Convergnce's privacy practice follows the requirements set by the New Zealand's Privacy Act 1993, as we are a New Zealand based company, incorporated in New Zealand. Additionally, we also choose to adhere voluntarily to the requirements of the European Union's General Data Protection Regulation (GDPR) as it is currently the highest standard of privacy worldwide and New Zealand has a privacy adequacy agreement in place with the European Union.
It is the policy of Convergnce that all direct marketing and communication activities are only to happen with permission of the addressee (you), which is only to be asked for (thus granted by you) specific purposes. In order to fulfill said purposes we need to request and obtain certain personal private information.
We collect personal private information from you, including information about your:
• full name;
• contact information;
• information concerning any inquiries you may have made from us.
We collect your personal information in order to:
• advice when new content has been published on our website;
• for sending direct marketing communications;
• for responding to your inquiries.
We store all personal private information securely, on infrastructure that is encrypted and protected by user authentication measures.
Besides our staff, we may share this information with:
• our marketing automation platform providers and our content management system provider (Squarespace) in order to be able to notify you when new content is made available and to send you direct communications.
At this point in time, we are not utilising any marketing automation software and our content management systems does not hold any user personal private information.
We keep your information for as long as you wish to receive our notifications and direct communications at which point we securely destroy it by securely erasing all digital records in our systems, from our marketing automation platform provider's systems (if in use), and from our content management system provider's platform (if in use).
You have the right to ask for a copy of any personal information we hold about you, to ask for it to be corrected if you think it is wrong, and to ask for it to be removed from our records and our communications to you stopped. If you would like to ask for a copy of your information, or to have it corrected, or removed and our communications stopped, please contact us at [email protected] or +64211266705 (by call or text message).

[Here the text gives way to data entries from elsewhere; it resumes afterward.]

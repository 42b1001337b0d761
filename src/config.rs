// SPDX-License-Identifier: MIT
// Copyright 2026 Roland Dreier <roland@rolandd.dev>

//! Application configuration loaded from environment variables.

use crate::models::workout::Coordinates;
use std::env;
use std::path::PathBuf;

pub const DEFAULT_TILE_URL: &str = "https://tile.openstreetmap.org/{z}/{x}/{y}.png";
pub const DEFAULT_TILE_ATTRIBUTION: &str =
    r#"&copy; <a href="https://www.openstreetmap.org/copyright">OpenStreetMap</a> contributors"#;
pub const DEFAULT_MAP_ZOOM: u8 = 13;

/// Settings for the map widget.
#[derive(Debug, Clone)]
pub struct MapSettings {
    /// DOM id of the element hosting the map
    pub container_id: String,
    /// Zoom used when loading the map and when moving to a workout
    pub zoom: u8,
    pub tile_url: String,
    pub tile_attribution: String,
}

impl Default for MapSettings {
    fn default() -> Self {
        Self {
            container_id: "map".to_string(),
            zoom: DEFAULT_MAP_ZOOM,
            tile_url: DEFAULT_TILE_URL.to_string(),
            tile_attribution: DEFAULT_TILE_ATTRIBUTION.to_string(),
        }
    }
}

/// Application configuration, loaded once at startup.
#[derive(Debug, Clone)]
pub struct Config {
    /// Server port
    pub port: u16,
    /// Frontend URL allowed by CORS
    pub frontend_url: String,
    /// Directory for persisted workouts; `None` keeps them in memory
    pub storage_dir: Option<PathBuf>,
    /// Fixed user position; `None` means geolocation is unavailable
    pub home_position: Option<Coordinates>,
    pub map: MapSettings,
}

impl Default for Config {
    /// Default config for testing only.
    fn default() -> Self {
        Self {
            port: 8080,
            frontend_url: "http://localhost:5173".to_string(),
            storage_dir: None,
            home_position: Some(Coordinates::new(38.72, -9.14)),
            map: MapSettings::default(),
        }
    }
}

impl Config {
    /// Load configuration from environment variables.
    pub fn from_env() -> Result<Self, ConfigError> {
        dotenvy::dotenv().ok(); // Load .env file if present

        let home_position = match (env::var("HOME_LAT").ok(), env::var("HOME_LNG").ok()) {
            (Some(lat), Some(lng)) => Some(Coordinates::new(
                parse_coordinate("HOME_LAT", &lat, 90.0)?,
                parse_coordinate("HOME_LNG", &lng, 180.0)?,
            )),
            (None, None) => None,
            (Some(_), None) => return Err(ConfigError::Missing("HOME_LNG")),
            (None, Some(_)) => return Err(ConfigError::Missing("HOME_LAT")),
        };

        let zoom = match env::var("MAP_ZOOM") {
            Ok(raw) => raw
                .trim()
                .parse::<u8>()
                .ok()
                .filter(|z| *z <= 19)
                .ok_or(ConfigError::Invalid("MAP_ZOOM", raw))?,
            Err(_) => DEFAULT_MAP_ZOOM,
        };

        Ok(Self {
            port: env::var("PORT")
                .unwrap_or_else(|_| "8080".to_string())
                .parse()
                .unwrap_or(8080),
            frontend_url: env::var("FRONTEND_URL")
                .unwrap_or_else(|_| "http://localhost:5173".to_string()),
            storage_dir: env::var("STORAGE_DIR")
                .ok()
                .filter(|v| !v.trim().is_empty())
                .map(PathBuf::from),
            home_position,
            map: MapSettings {
                container_id: env::var("MAP_CONTAINER_ID").unwrap_or_else(|_| "map".to_string()),
                zoom,
                tile_url: env::var("TILE_URL").unwrap_or_else(|_| DEFAULT_TILE_URL.to_string()),
                tile_attribution: env::var("TILE_ATTRIBUTION")
                    .unwrap_or_else(|_| DEFAULT_TILE_ATTRIBUTION.to_string()),
            },
        })
    }
}

fn parse_coordinate(name: &'static str, raw: &str, limit: f64) -> Result<f64, ConfigError> {
    raw.trim()
        .parse::<f64>()
        .ok()
        .filter(|v| v.is_finite() && v.abs() <= limit)
        .ok_or_else(|| ConfigError::Invalid(name, raw.to_string()))
}

/// Configuration errors
#[derive(Debug, thiserror::Error)]
pub enum ConfigError {
    #[error("Missing required environment variable: {0}")]
    Missing(&'static str),

    #[error("Invalid value for {0}: {1}")]
    Invalid(&'static str, String),
}

#[cfg(test)]
mod tests {
    use super::*;

    #[test]
    fn test_config_from_env() {
        env::set_var("HOME_LAT", "38.5");
        env::set_var("HOME_LNG", "-9.25");
        env::set_var("MAP_ZOOM", "11");

        let config = Config::from_env().expect("Config should load");

        assert_eq!(config.home_position, Some(Coordinates::new(38.5, -9.25)));
        assert_eq!(config.map.zoom, 11);
        assert_eq!(config.map.container_id, "map");

        env::remove_var("HOME_LAT");
        env::remove_var("HOME_LNG");
        env::remove_var("MAP_ZOOM");
    }

    #[test]
    fn test_parse_coordinate_bounds() {
        assert_eq!(parse_coordinate("HOME_LAT", " 45 ", 90.0).unwrap(), 45.0);
        assert!(parse_coordinate("HOME_LAT", "91", 90.0).is_err());
        assert!(parse_coordinate("HOME_LAT", "NaN", 90.0).is_err());
        assert!(parse_coordinate("HOME_LAT", "north", 90.0).is_err());
    }

    #[test]
    fn test_default_map_settings() {
        let map = MapSettings::default();
        assert_eq!(map.zoom, 13);
        assert_eq!(map.tile_url, DEFAULT_TILE_URL);
    }
}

If you have any concerns regarding the possibility that the information that your have provided to us may have been the object of a cyber security (information security) incident, please contact us immediately at [email protected] or +64211266705 (by call preferably, rather than text message). Additionally, in the case of a cyber security incident we also encourage you to get in contact with the Computer Emergency Response Team New Zealand (CERT NZ). That will also be our first action.
Incident Response Policy
In the case we even suspect that there may have been a security incident affecting any of the systems that hold any of our data we will take the following actions, in this order:
• We will contact the Computer Emergency Response Team New Zealand (CERT NZ) in order to report the suspected incident or known incident and obtain their support.
• Upon finishing our first deliberations with CERT NZ, we will issue an immediate alert to all of our clients and to every person or organisation of which we hold any information advising of our suspicion that an incident may have occurred. This policy stance may cause at some point a false positive alert but we will rather fail by being excessively careful with the information under our care than overly protective of our reputation.
• We will conduct an information security forensic analysis to determine whether or not an incident has occurred. If an incident does occur: to determine the impact of said incident, to determine whether any information was accessed, to determine whether any information that may have been accessed was modified or extracted, and to determine how did the incident happen.
• With the facts at hand we will communicate periodically with any affected parties in order to advise of the extent of the situation (risk to them) and to advise on what counter-measures (measured to reduce the resulting risk) are available to them. Depending of the nature of the incident (false alarm, minor incident with no data involvement, medium incident with some data involvement, major incident with confirmed loss of data) the number of these communiques may range from one to many.
• When the information security incident is deemed resolved, we will issue a final comunique with a full report to all affected parties and to CERT NZ.
3rd September, 2018: Incident response policy added. Change Log added.
19th September, 2018: Minor additions and punctuation corrections for the sake of clarity.